### DESCRIPTION OF THE TASK
Search the records below for the string "files", and report each line that contains it.

### DATASET CONTENT
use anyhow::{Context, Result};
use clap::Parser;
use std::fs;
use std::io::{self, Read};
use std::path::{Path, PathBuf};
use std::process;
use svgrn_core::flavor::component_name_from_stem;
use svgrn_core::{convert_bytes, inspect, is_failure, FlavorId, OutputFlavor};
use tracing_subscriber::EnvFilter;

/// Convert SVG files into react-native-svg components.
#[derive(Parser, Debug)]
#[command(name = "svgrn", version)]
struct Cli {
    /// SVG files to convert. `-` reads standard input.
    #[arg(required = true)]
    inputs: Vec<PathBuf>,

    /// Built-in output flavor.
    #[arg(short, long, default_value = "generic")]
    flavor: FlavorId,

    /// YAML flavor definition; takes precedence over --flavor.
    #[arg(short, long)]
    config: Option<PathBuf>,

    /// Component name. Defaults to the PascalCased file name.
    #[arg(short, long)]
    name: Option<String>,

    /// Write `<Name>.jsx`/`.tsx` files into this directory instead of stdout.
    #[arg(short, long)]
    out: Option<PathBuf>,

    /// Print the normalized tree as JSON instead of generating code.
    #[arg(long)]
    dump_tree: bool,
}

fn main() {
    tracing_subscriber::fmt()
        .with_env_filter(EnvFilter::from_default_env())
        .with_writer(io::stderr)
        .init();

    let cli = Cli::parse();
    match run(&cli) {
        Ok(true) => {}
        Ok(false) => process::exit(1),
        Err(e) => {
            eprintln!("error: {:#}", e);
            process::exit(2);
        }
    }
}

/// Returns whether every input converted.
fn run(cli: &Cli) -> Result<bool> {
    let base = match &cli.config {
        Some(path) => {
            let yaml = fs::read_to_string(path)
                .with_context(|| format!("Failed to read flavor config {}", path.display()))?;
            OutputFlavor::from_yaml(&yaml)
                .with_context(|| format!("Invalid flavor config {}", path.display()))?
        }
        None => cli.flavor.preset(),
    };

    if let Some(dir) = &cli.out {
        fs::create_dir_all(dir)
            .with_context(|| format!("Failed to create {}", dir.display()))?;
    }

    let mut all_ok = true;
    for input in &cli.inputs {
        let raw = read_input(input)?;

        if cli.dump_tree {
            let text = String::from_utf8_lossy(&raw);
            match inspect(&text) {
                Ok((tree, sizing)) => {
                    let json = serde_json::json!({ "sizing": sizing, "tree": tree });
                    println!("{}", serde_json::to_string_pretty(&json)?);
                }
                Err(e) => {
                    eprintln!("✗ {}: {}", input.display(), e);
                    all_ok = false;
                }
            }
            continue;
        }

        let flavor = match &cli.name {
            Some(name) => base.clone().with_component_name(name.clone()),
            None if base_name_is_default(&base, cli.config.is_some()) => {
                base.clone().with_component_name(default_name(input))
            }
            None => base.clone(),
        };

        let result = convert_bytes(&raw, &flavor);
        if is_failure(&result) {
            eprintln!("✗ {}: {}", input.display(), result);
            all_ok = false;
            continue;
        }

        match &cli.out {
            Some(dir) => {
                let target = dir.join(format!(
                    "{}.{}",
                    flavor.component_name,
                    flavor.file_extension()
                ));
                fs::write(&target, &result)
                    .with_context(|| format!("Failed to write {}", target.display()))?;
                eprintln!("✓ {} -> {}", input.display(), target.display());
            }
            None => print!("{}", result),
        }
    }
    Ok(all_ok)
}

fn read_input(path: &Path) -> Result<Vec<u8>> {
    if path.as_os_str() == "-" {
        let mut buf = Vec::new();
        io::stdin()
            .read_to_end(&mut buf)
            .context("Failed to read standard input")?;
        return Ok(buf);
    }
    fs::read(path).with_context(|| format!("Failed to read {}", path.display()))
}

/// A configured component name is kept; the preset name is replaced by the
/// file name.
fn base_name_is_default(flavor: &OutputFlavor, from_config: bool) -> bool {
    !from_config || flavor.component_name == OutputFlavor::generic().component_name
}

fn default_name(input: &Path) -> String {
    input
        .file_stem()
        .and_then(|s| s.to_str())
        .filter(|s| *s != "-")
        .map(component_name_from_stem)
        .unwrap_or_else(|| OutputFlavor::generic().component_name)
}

### RESPONSE TO THIS EXERCISE
/// Convert SVG files into react-native-svg components.
    /// SVG files to convert. `-` reads standard input.
    /// Write `<Name>.jsx`/`.tsx` files into this directory instead of stdout.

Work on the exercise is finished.